--- WHAT YOU HAVE TO DO ---
Read through the listing below, and copy every line where the string "GeoMetadata" appears.

--- RECORDED DATA ---
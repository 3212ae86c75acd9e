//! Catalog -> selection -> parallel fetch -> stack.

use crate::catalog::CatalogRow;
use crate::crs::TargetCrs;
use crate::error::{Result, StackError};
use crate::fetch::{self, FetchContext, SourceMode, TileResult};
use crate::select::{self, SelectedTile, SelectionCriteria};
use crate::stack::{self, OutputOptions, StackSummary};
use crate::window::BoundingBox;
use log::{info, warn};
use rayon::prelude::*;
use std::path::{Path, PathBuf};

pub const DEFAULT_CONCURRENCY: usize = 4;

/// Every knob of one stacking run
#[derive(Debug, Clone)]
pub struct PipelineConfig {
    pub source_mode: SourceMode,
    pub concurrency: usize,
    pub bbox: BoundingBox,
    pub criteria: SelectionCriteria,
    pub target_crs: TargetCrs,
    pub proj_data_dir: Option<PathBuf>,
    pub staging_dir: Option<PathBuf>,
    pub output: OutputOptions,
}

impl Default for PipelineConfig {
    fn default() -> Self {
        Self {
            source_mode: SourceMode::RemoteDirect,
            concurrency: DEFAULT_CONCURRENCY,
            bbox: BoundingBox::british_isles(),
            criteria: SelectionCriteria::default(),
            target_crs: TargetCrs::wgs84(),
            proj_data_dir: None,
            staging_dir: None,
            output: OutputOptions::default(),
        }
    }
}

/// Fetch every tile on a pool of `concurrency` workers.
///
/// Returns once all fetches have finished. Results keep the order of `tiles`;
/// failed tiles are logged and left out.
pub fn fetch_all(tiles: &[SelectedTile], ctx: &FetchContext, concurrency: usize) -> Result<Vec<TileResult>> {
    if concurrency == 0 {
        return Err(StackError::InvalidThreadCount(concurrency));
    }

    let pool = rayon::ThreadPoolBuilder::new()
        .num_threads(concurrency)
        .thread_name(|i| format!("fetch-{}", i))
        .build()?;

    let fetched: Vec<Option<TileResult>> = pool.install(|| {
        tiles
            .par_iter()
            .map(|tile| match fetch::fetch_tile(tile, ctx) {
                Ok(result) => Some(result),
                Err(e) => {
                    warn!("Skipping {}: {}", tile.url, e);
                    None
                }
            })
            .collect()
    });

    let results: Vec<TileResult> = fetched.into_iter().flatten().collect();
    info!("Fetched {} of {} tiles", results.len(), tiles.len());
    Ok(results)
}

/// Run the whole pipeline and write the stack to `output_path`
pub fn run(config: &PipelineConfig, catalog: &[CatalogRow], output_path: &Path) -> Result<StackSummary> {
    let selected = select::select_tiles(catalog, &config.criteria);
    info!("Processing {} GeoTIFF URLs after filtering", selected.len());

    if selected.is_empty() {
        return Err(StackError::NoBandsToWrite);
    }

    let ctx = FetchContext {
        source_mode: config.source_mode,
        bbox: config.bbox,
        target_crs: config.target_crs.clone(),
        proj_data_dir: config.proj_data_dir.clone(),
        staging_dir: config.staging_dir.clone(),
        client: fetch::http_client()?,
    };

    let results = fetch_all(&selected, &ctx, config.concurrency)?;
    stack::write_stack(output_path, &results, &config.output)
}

...

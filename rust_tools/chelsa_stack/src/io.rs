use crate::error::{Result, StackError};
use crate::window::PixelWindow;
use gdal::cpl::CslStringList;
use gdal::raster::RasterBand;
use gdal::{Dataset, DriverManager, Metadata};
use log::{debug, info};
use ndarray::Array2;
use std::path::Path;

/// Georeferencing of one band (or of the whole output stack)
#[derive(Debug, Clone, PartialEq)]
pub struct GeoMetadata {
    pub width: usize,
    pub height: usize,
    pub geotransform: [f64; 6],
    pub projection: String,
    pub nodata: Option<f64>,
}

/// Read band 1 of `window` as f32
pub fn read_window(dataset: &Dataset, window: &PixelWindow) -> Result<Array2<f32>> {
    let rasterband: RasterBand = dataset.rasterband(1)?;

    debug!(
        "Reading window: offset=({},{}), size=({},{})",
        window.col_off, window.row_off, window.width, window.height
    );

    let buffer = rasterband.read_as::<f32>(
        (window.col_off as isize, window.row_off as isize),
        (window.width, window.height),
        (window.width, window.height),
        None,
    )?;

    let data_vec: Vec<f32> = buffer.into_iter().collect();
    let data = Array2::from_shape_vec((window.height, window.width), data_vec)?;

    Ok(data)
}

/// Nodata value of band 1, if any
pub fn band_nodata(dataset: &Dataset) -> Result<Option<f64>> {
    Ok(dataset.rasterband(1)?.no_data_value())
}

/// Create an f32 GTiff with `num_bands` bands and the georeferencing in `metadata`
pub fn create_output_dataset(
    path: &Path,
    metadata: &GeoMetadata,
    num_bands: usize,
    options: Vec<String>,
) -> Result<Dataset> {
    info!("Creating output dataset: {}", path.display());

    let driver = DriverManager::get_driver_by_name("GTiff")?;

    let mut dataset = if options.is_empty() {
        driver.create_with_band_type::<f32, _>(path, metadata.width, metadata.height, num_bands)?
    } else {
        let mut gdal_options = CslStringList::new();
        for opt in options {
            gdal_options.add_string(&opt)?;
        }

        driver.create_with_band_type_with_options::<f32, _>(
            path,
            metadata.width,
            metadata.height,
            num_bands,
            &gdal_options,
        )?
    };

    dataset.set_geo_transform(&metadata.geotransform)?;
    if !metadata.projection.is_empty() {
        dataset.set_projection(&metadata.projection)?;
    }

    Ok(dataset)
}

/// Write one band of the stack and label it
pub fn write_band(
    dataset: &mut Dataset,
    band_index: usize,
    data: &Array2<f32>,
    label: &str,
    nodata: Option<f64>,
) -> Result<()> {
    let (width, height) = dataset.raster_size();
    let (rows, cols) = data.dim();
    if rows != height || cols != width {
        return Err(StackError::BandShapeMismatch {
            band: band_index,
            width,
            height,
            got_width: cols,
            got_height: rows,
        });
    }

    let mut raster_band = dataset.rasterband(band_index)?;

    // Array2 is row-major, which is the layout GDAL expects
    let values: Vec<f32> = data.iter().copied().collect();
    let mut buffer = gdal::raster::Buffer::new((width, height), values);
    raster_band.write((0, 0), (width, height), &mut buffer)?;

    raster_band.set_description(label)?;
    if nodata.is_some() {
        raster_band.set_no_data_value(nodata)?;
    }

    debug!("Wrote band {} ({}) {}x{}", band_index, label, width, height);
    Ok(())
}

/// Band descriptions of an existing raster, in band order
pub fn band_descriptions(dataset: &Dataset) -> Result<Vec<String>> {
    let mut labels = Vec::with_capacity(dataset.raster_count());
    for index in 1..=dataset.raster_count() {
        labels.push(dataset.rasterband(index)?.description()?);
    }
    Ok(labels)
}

---

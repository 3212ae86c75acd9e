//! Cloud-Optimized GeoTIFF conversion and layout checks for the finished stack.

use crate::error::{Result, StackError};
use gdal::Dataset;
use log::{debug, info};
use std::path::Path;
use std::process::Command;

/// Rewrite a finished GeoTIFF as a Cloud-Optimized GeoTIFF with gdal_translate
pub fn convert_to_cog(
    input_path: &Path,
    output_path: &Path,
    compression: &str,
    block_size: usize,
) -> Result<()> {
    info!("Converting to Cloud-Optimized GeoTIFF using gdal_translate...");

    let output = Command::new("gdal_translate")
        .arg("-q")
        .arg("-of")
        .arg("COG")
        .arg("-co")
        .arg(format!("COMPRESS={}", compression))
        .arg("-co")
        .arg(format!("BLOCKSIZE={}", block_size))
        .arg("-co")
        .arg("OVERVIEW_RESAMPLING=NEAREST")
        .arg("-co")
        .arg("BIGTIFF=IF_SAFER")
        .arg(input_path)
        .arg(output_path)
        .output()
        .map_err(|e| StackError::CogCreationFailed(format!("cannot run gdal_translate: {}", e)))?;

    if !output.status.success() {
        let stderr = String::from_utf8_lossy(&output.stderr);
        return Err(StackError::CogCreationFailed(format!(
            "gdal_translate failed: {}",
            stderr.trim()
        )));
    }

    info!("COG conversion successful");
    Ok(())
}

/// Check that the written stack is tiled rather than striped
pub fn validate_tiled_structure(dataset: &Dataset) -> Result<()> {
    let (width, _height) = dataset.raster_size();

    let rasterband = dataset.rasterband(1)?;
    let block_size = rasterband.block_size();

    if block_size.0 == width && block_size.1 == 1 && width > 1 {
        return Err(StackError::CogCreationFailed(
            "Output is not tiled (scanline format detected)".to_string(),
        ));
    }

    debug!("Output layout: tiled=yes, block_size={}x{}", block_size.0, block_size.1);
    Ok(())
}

--- ANSWER BELOW ---
pub struct GeoMetadata {
    metadata: &GeoMetadata,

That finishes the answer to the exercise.